In the entries that follow, find the line containing "u32, directory: &ClientDirectory)"; from there, copy every line exactly through the line containing "filename crates/protocol/src/status.rs".

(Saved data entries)

------------

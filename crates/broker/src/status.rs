use evalbridge_protocol::{DaemonInfo, StatusResponse};

use crate::directory::ClientDirectory;

/// Builds a status answer from the directory as it is right now.
pub fn report(request_id: String, process_id: u32, directory: &ClientDirectory) -> StatusResponse {
	StatusResponse {
		id: request_id,
		daemon: DaemonInfo {
			pid: Some(process_id),
			listening: true,
		},
		clients: directory.clients(),
	}
}
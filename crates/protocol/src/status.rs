use serde::{Deserialize, Serialize};

use crate::lenient;

/// Answer to a status request.
#[derive(Debug, Clone, PartialEq, Eq, Serialize, Deserialize)]
pub struct StatusResponse {
	#[serde(default, deserialize_with = "lenient::loose_id_text")]
	pub id: String,
	pub daemon: DaemonInfo,
	#[serde(default)]
	pub clients: Vec<ClientInfo>,
}

/// Broker process details.
#[derive(Debug, Clone, Copy, PartialEq, Eq, Serialize, Deserialize)]
pub struct DaemonInfo {
	/// Broker process id; `null` when no broker is known to run.
	pub pid: Option<u32>,
	pub listening: bool,
}

impl DaemonInfo {
	pub const fn stopped() -> Self {
		Self {
			pid: None,
			listening: false,
		}
	}
}

/// One registered host as listed by the broker.
#[derive(Debug, Clone, PartialEq, Eq, Serialize, Deserialize)]
#[serde(rename_all = "camelCase")]
pub struct ClientInfo {
	#[serde(default, deserialize_with = "lenient::text")]
	pub client_id: String,
	#[serde(default, deserialize_with = "lenient::text")]
	pub label: String,
}
//! Deadline timers behind a swappable capability.
//!
//! The broker never sleeps itself. It asks a [`Clock`] to arm a deadline and later receives a
//! `DeadlineFired` event carrying the same [`DeadlineKey`]. [`TokioClock`] backs this with tokio
//! sleep tasks; [`ManualClock`] lets tests decide when time passes.

use std::collections::{BTreeMap, HashMap};
use std::time::{Duration, Instant};

use tokio::sync::mpsc;
use tokio::task::AbortHandle;

/// Identifies one armed deadline.
///
/// `seq` is unique per arm, so a timer left over from a resolved request cannot expire a newer
/// request that reuses the same id.
#[derive(Debug, Clone, PartialEq, Eq, Hash, PartialOrd, Ord)]
pub struct DeadlineKey {
	pub request_id: String,
	pub seq: u64,
}

pub trait Clock {
	fn now(&self) -> Instant;

	/// Schedules a `DeadlineFired(key)` event after `after` has elapsed.
	fn arm(&mut self, key: DeadlineKey, after: Duration);

	/// Cancels a scheduled deadline. Unknown keys are ignored.
	fn disarm(&mut self, key: &DeadlineKey);
}

/// Deadlines as tokio tasks that report back through a channel.
#[derive(Debug)]
pub struct TokioClock {
	fired: mpsc::UnboundedSender<DeadlineKey>,
	timers: HashMap<DeadlineKey, AbortHandle>,
}

impl TokioClock {
	pub fn new(fired: mpsc::UnboundedSender<DeadlineKey>) -> Self {
		Self {
			fired,
			timers: HashMap::new(),
		}
	}
}

impl Clock for TokioClock {
	fn now(&self) -> Instant {
		Instant::now()
	}

	fn arm(&mut self, key: DeadlineKey, after: Duration) {
		let fired = self.fired.clone();
		let fired_key = key.clone();
		let task = tokio::spawn(async move {
			tokio::time::sleep(after).await;
			let _ = fired.send(fired_key);
		});
		if let Some(previous) = self.timers.insert(key, task.abort_handle()) {
			previous.abort();
		}
	}

	fn disarm(&mut self, key: &DeadlineKey) {
		if let Some(timer) = self.timers.remove(key) {
			timer.abort();
		}
	}
}

impl Drop for TokioClock {
	fn drop(&mut self) {
		for (_, timer) in self.timers.drain() {
			timer.abort();
		}
	}
}

/// Clock whose time only moves when told to.
#[derive(Debug)]
pub struct ManualClock {
	now: Instant,
	armed: BTreeMap<DeadlineKey, Instant>,
}

impl Default for ManualClock {
	fn default() -> Self {
		Self::new()
	}
}

impl ManualClock {
	pub fn new() -> Self {
		Self {
			now: Instant::now(),
			armed: BTreeMap::new(),
		}
	}

	/// Moves time forward and returns the deadlines that elapsed, earliest first.
	///
	/// Returned keys are no longer armed; feed them back as `DeadlineFired` events.
	pub fn advance(&mut self, by: Duration) -> Vec<DeadlineKey> {
		self.now += by;
		let now = self.now;
		let mut due: Vec<(Instant, DeadlineKey)> = self
			.armed
			.iter()
			.filter(|(_, deadline)| **deadline <= now)
			.map(|(key, deadline)| (*deadline, key.clone()))
			.collect();
		due.sort();
		for (_, key) in &due {
			self.armed.remove(key);
		}
		due.into_iter().map(|(_, key)| key).collect()
	}

	pub fn armed_count(&self) -> usize {
		self.armed.len()
	}

	pub fn is_armed(&self, request_id: &str) -> bool {
		self.armed.keys().any(|key| key.request_id == request_id)
	}
}

impl Clock for ManualClock {
	fn now(&self) -> Instant {
		self.now
	}

	fn arm(&mut self, key: DeadlineKey, after: Duration) {
		self.armed.insert(key, self.now + after);
	}

	fn disarm(&mut self, key: &DeadlineKey) {
		self.armed.remove(key);
	}
}
//! Every open socket and the role it was assigned.

use std::collections::HashMap;
use std::fmt;
use std::time::Instant;

use evalbridge_protocol::Role;

/// Opaque handle for one socket connection, assigned by the transport.
#[derive(Debug, Clone, Copy, PartialEq, Eq, Hash, PartialOrd, Ord)]
pub struct ConnId(u64);

impl ConnId {
	pub const fn new(raw: u64) -> Self {
		Self(raw)
	}
}

impl fmt::Display for ConnId {
	fn fmt(&self, f: &mut fmt::Formatter<'_>) -> fmt::Result {
		write!(f, "conn-{}", self.0)
	}
}

/// Role of a connection as seen by the broker. Starts as `Unassigned` until a handshake.
#[derive(Debug, Clone, PartialEq, Eq)]
pub enum PeerRole {
	Unassigned,
	Driver,
	Host { client_id: String },
}

impl PeerRole {
	pub fn is_host(&self) -> bool {
		matches!(self, PeerRole::Host { .. })
	}

	pub fn wire_role(&self) -> Option<Role> {
		match self {
			PeerRole::Unassigned => None,
			PeerRole::Driver => Some(Role::Driver),
			PeerRole::Host { .. } => Some(Role::Host),
		}
	}
}

#[derive(Debug, Clone)]
pub struct Connection {
	id: ConnId,
	role: PeerRole,
	label: String,
	connected_at: Instant,
}

impl Connection {
	pub fn id(&self) -> ConnId {
		self.id
	}

	pub fn role(&self) -> &PeerRole {
		&self.role
	}

	/// Host identifier, `None` unless the connection registered as a host.
	pub fn client_id(&self) -> Option<&str> {
		match &self.role {
			PeerRole::Host { client_id } => Some(client_id),
			_ => None,
		}
	}

	pub fn label(&self) -> &str {
		&self.label
	}

	pub fn connected_at(&self) -> Instant {
		self.connected_at
	}
}

/// Outcome of a role assignment attempt.
#[derive(Debug, Clone, Copy, PartialEq, Eq)]
pub enum Assignment {
	/// Role (and identifier) set for the first time.
	Assigned,
	/// Same role and identifier repeated; only the label changed.
	Refreshed,
	/// Connection already holds a different role or identifier; nothing changed.
	Conflict,
	/// No such connection.
	Unknown,
}

/// Tracks open connections. Role and identifier change only through the `assign_*` methods.
#[derive(Debug, Default)]
pub struct ConnectionRegistry {
	connections: HashMap<ConnId, Connection>,
}

impl ConnectionRegistry {
	pub fn new() -> Self {
		Self::default()
	}

	/// Records a freshly opened, unassigned connection.
	pub fn open(&mut self, id: ConnId, now: Instant) -> &Connection {
		self.connections.entry(id).or_insert(Connection {
			id,
			role: PeerRole::Unassigned,
			label: String::new(),
			connected_at: now,
		})
	}

	/// Removes a connection. Closing twice returns `None` the second time.
	pub fn close(&mut self, id: ConnId) -> Option<Connection> {
		self.connections.remove(&id)
	}

	pub fn get(&self, id: ConnId) -> Option<&Connection> {
		self.connections.get(&id)
	}

	pub fn len(&self) -> usize {
		self.connections.len()
	}

	pub fn is_empty(&self) -> bool {
		self.connections.is_empty()
	}

	pub fn assign_driver(&mut self, id: ConnId) -> Assignment {
		let Some(conn) = self.connections.get_mut(&id) else {
			return Assignment::Unknown;
		};
		match &conn.role {
			PeerRole::Unassigned => {}
			PeerRole::Driver => return Assignment::Refreshed,
			PeerRole::Host { .. } => return Assignment::Conflict,
		}
		conn.role = PeerRole::Driver;
		Assignment::Assigned
	}

	pub fn assign_host(&mut self, id: ConnId, client_id: &str, label: &str) -> Assignment {
		let Some(conn) = self.connections.get_mut(&id) else {
			return Assignment::Unknown;
		};
		let outcome = match &conn.role {
			PeerRole::Unassigned => Assignment::Assigned,
			PeerRole::Host { client_id: current } if current == client_id => Assignment::Refreshed,
			PeerRole::Host { .. } | PeerRole::Driver => return Assignment::Conflict,
		};
		if outcome == Assignment::Assigned {
			conn.role = PeerRole::Host {
				client_id: client_id.to_string(),
			};
		}
		conn.label = label.to_string();
		outcome
	}

	/// Updates the label of a host connection registered under `client_id`.
	pub fn relabel(&mut self, id: ConnId, client_id: &str, label: &str) -> bool {
		match self.connections.get_mut(&id) {
			Some(conn) if conn.client_id() == Some(client_id) => {
				conn.label = label.to_string();
				true
			}
			_ => false,
		}
	}
}

#[cfg(test)]
mod tests {
	use super::*;

	#[test]
	fn open_starts_unassigned_and_close_is_idempotent() {
		let mut registry = ConnectionRegistry::new();
		let id = ConnId::new(1);

		assert_eq!(registry.open(id, Instant::now()).role(), &PeerRole::Unassigned);
		assert_eq!(registry.len(), 1);

		assert!(registry.close(id).is_some());
		assert!(registry.close(id).is_none());
		assert!(registry.is_empty());
	}

	#[test]
	fn host_identifier_is_set_once() {
		let mut registry = ConnectionRegistry::new();
		let id = ConnId::new(7);
		registry.open(id, Instant::now());

		assert_eq!(registry.assign_host(id, "file-1", "Draft"), Assignment::Assigned);
		assert_eq!(registry.assign_host(id, "file-1", "Renamed"), Assignment::Refreshed);
		assert_eq!(registry.assign_host(id, "file-2", "Other"), Assignment::Conflict);
		assert_eq!(registry.assign_driver(id), Assignment::Conflict);

		let conn = registry.get(id).unwrap();
		assert_eq!(conn.client_id(), Some("file-1"));
		assert_eq!(conn.label(), "Renamed");
	}

	#[test]
	fn relabel_requires_matching_host() {
		let mut registry = ConnectionRegistry::new();
		let host = ConnId::new(1);
		let driver = ConnId::new(2);
		registry.open(host, Instant::now());
		registry.open(driver, Instant::now());
		registry.assign_host(host, "file-1", "");
		registry.assign_driver(driver);

		assert!(registry.relabel(host, "file-1", "New"));
		assert!(!registry.relabel(host, "file-9", "Nope"));
		assert!(!registry.relabel(driver, "file-1", "Nope"));
		assert_eq!(registry.get(host).unwrap().label(), "New");
	}

	#[test]
	fn assigning_unknown_connection_is_reported() {
		let mut registry = ConnectionRegistry::new();
		assert_eq!(registry.assign_driver(ConnId::new(3)), Assignment::Unknown);
	}
}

------------

_Exercise solution_:
pub fn report(request_id: String, process_id: u32, directory: &ClientDirectory) -> StatusResponse {
	StatusResponse {
		id: request_id,
		daemon: DaemonInfo {
			pid: Some(process_id),
			listening: true,
		},
		clients: directory.clients(),
	}
}
filename crates/protocol/src/status.rs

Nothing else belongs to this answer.